- [EXERCISE PROMPT]: Report how many lines in the data below hold the string "main". Nothing else should appear in the answer.

Stored items
-- -- --

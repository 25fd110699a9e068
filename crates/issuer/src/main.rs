use clap::{Parser, Subcommand};
use coupon_sdk::CouponClass;
use std::path::PathBuf;
use std::sync::Arc;
use tracing::{info, warn};
use tracing_subscriber::{layer::SubscriberExt, util::SubscriberInitExt};

mod batch;
mod config;
mod error;
mod server;
mod signer;

use config::{IssuerConfig, DEFAULT_KEY_PATH};
use server::IssuerState;

#[derive(Parser)]
#[command(name = "issuer")]
#[command(about = "Signs allowlist coupons and serves them to mint clients")]
struct Cli {
    /// Key file to sign with, overriding COUPON_KEY_PATH
    #[arg(long, global = true)]
    key_file: Option<PathBuf>,

    #[command(subcommand)]
    command: Commands,
}

#[derive(Subcommand)]
enum Commands {
    /// Sign a coupon for every allowlist entry and write <class>Coupons.json
    Generate {
        /// JSON object mapping addresses to allotted quantities
        #[arg(short, long)]
        allowlist: PathBuf,
        #[arg(short, long, default_value = "presale")]
        class: CouponClass,
        /// Output directory (defaults to COUPON_OUT_DIR)
        #[arg(short, long)]
        out: Option<PathBuf>,
    },
    /// Create a new signing key file
    Keygen {
        #[arg(short, long, default_value = DEFAULT_KEY_PATH)]
        out: PathBuf,
    },
    /// Print the issuer address the ledger must be configured with
    Address,
    /// Serve previously generated coupons over HTTP
    Serve {
        #[arg(short, long)]
        dir: Option<PathBuf>,
    },
}

#[tokio::main]
async fn main() -> anyhow::Result<()> {
    tracing_subscriber::registry()
        .with(
            tracing_subscriber::EnvFilter::try_from_default_env()
                .unwrap_or_else(|_| "issuer=info,tower_http=debug".into()),
        )
        .with(tracing_subscriber::fmt::layer())
        .init();

    dotenvy::dotenv().ok();
    let cli = Cli::parse();
    let mut config = IssuerConfig::from_env()?;
    if let Some(path) = cli.key_file {
        config = config.with_key_path(path);
    }

    match cli.command {
        Commands::Generate {
            allowlist,
            class,
            out,
        } => {
            if let Some(dir) = out {
                config = config.with_out_dir(dir);
            }
            let signer = signer::load_signer(&config)?;

            let summary = batch::run(&signer, class, &allowlist, &config.out_dir)?;
            for raw in &summary.skipped {
                warn!("Skipped {}", raw);
            }
            info!(
                "Issued {} {} coupons for issuer {}",
                summary.issued,
                class,
                signer.address().to_checksum()
            );
            println!("{}", summary.output.display());
            println!("sha256 {}", summary.pin);
        }
        Commands::Keygen { out } => {
            let signer = signer::generate_key_file(&out)?;
            println!("{}", signer.address().to_checksum());
        }
        Commands::Address => {
            let signer = signer::load_signer(&config)?;
            println!("{}", signer.address().to_checksum());
        }
        Commands::Serve { dir } => {
            if let Some(dir) = dir {
                config = config.with_out_dir(dir);
            }
            let signer = signer::load_signer(&config)?;

            info!("Starting coupon issuer");
            let state = Arc::new(IssuerState::load(signer.address(), &config.out_dir)?);
            server::run(state, &config).await?;
        }
    }

    Ok(())
}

-- -- --

- [ANSWER TO THE PROBLEM]: 3